◆ Instructions for the task
Every line of the records below that holds the word "enum" belongs in the answer.

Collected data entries
--------------------------------------------------

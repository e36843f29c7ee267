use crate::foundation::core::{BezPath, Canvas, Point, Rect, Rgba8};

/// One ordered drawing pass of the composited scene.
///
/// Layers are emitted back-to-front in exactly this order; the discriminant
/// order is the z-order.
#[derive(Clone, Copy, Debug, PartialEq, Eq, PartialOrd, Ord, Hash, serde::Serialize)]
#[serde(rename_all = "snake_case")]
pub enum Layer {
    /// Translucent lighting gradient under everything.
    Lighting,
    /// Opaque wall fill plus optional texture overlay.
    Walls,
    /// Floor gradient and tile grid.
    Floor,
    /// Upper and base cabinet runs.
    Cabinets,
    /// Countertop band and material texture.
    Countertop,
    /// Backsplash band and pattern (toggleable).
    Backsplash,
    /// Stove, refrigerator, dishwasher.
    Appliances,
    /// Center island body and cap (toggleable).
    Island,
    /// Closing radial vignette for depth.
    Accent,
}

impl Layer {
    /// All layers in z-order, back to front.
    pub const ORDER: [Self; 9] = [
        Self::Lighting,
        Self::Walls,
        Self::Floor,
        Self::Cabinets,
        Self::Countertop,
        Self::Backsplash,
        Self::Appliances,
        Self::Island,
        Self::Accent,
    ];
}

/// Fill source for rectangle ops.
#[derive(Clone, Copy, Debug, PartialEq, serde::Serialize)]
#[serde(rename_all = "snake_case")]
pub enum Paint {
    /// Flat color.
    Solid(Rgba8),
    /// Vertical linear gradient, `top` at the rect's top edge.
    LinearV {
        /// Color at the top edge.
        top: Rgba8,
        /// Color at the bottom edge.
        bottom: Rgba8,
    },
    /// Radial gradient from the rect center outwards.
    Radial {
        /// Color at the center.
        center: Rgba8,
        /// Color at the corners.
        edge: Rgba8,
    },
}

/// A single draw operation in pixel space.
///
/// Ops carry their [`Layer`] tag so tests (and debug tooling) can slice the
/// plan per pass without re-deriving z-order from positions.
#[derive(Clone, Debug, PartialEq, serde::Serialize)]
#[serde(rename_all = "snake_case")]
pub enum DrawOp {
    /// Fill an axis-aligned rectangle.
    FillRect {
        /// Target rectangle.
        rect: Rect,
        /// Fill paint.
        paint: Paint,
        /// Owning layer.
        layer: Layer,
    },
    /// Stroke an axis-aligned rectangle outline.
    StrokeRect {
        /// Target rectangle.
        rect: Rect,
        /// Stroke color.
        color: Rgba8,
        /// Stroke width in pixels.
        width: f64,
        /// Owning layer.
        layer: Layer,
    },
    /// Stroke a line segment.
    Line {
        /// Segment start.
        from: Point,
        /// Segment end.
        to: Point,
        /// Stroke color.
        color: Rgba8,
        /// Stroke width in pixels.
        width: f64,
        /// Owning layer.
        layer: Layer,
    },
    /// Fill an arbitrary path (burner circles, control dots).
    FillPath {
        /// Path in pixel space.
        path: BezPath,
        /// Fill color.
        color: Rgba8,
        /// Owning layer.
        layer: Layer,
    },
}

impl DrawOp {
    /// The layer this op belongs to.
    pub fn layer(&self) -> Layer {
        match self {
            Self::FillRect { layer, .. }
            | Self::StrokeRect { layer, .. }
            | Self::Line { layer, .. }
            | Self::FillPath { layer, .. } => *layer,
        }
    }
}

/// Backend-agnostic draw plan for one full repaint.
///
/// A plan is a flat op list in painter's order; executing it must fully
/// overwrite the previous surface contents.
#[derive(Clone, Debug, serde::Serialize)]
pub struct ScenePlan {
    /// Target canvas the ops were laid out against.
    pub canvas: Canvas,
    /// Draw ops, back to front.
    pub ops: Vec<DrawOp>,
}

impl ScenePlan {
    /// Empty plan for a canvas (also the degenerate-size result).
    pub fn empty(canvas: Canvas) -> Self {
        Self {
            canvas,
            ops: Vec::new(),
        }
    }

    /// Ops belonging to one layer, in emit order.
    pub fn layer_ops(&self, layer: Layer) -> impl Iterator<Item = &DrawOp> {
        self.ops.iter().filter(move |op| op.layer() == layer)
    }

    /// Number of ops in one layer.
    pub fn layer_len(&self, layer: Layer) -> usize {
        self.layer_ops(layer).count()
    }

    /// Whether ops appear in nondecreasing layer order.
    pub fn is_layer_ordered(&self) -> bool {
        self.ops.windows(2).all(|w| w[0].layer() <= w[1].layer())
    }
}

--------------------------------------------------

◆ Exercise result
pub enum Layer {
pub enum Paint {
pub enum DrawOp {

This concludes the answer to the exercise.